- **TASK TO COMPLETE**
Take each line of the data that contains the string "struct" and copy it.

- **DATA LISTING**
┌────────

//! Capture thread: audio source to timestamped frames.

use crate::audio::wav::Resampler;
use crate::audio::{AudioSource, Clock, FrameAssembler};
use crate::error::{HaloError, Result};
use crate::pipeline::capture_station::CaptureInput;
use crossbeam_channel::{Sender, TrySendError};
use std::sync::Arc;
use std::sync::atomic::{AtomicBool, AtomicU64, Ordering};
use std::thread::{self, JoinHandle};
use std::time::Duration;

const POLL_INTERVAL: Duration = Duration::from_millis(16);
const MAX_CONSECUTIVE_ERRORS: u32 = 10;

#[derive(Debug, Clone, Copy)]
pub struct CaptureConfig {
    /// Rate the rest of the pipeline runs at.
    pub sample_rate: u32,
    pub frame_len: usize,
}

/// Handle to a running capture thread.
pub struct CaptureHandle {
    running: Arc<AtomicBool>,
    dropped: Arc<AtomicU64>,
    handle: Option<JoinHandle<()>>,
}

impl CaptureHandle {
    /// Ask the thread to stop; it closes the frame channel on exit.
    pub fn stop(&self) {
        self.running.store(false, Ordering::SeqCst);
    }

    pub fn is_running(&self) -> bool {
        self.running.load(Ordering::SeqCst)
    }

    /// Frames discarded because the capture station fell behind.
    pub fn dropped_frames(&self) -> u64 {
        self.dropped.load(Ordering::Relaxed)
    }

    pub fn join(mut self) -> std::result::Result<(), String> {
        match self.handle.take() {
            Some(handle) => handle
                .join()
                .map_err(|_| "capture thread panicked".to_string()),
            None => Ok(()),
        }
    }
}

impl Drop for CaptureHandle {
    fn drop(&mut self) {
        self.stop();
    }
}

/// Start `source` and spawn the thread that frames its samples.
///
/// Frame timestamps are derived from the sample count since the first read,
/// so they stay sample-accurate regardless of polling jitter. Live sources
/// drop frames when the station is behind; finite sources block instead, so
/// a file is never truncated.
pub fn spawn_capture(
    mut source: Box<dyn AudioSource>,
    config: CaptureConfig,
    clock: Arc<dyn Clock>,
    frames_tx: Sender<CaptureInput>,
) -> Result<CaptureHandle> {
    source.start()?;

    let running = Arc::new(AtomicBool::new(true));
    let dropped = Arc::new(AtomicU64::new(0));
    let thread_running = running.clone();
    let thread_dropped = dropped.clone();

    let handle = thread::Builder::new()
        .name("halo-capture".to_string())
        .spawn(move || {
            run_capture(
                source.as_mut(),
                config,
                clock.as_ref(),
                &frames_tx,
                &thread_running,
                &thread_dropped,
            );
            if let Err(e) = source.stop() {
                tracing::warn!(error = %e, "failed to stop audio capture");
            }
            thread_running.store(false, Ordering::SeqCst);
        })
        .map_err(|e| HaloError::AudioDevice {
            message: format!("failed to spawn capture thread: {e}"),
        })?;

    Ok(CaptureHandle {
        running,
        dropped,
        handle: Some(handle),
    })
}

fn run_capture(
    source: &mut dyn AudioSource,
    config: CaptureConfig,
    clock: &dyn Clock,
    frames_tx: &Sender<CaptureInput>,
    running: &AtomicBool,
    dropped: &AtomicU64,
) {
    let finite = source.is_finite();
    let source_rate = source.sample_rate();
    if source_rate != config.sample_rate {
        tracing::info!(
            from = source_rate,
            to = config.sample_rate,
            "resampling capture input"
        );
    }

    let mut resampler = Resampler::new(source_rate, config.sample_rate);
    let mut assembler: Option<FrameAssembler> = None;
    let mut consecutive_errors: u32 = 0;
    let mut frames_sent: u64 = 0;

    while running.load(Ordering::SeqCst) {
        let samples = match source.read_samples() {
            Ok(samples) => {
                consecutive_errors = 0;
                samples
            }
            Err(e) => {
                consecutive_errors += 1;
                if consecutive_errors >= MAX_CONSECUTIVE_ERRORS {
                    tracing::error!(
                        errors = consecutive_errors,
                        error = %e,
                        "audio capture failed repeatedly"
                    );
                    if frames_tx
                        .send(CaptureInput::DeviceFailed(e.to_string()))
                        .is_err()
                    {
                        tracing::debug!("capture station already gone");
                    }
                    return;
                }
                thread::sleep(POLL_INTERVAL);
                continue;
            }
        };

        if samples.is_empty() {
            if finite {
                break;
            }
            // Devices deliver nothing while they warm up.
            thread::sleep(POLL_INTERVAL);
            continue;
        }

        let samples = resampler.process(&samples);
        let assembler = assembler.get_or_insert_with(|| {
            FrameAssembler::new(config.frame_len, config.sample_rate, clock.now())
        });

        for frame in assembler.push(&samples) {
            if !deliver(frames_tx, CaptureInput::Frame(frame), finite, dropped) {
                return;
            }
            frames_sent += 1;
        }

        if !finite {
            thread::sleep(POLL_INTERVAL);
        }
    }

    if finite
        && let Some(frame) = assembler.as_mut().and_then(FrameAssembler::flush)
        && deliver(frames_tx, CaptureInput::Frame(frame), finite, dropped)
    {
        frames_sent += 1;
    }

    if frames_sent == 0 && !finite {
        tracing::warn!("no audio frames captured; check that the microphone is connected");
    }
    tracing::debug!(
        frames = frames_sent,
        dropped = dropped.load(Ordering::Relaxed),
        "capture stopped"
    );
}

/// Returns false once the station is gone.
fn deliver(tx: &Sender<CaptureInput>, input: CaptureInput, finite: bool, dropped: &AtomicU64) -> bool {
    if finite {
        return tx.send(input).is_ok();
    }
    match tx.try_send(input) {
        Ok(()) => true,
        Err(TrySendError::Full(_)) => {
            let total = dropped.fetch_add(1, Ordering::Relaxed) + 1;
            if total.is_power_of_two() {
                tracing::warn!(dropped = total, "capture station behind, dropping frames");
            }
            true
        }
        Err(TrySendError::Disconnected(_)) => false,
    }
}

└────────
┌────────

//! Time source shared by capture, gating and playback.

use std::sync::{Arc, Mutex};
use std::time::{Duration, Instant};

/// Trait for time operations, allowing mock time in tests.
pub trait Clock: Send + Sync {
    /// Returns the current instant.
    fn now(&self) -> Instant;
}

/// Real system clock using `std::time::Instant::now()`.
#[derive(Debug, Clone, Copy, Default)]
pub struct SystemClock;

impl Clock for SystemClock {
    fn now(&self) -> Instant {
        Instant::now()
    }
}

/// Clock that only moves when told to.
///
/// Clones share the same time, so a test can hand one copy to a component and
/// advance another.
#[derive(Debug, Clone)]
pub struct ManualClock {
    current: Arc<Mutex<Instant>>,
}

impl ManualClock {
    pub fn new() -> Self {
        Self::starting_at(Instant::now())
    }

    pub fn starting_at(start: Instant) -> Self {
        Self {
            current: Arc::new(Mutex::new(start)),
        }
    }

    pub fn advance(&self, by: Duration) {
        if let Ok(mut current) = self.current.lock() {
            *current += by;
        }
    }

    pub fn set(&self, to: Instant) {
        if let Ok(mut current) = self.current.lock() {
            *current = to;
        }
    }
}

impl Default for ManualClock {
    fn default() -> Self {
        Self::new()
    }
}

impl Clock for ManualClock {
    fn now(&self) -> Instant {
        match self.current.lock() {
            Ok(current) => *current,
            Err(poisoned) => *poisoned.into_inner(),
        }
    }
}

└────────
┌────────

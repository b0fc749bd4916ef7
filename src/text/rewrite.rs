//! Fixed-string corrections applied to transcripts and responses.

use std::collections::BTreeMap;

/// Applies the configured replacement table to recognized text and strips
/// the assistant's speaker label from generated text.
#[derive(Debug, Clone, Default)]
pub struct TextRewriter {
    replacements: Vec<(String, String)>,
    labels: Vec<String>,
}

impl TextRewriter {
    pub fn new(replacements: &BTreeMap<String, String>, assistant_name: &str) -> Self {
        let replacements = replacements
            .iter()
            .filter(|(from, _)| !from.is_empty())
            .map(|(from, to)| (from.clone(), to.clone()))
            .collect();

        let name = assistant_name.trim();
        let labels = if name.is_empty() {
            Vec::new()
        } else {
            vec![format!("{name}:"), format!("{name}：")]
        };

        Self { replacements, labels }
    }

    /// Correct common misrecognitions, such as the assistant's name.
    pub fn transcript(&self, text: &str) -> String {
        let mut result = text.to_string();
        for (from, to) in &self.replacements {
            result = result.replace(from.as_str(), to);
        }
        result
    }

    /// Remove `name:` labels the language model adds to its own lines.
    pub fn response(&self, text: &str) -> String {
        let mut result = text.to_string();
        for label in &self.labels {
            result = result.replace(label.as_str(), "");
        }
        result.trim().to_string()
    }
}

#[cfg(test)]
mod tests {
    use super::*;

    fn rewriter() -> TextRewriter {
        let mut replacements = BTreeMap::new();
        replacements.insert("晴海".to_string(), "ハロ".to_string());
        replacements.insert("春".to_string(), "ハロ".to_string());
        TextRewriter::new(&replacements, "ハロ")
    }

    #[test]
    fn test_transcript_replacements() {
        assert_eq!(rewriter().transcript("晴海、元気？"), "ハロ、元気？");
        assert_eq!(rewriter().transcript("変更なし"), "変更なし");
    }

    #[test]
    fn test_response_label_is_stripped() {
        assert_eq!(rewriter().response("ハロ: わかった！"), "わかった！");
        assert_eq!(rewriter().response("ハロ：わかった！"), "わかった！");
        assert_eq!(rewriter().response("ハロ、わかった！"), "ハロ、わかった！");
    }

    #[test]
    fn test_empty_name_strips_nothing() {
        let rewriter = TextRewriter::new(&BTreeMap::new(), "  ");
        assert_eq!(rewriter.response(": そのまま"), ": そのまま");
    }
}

└────────

- **RESPONSE TO THIS TASK**
pub struct CaptureConfig {
pub struct CaptureHandle {
pub struct SystemClock;
pub struct ManualClock {
pub struct TextRewriter {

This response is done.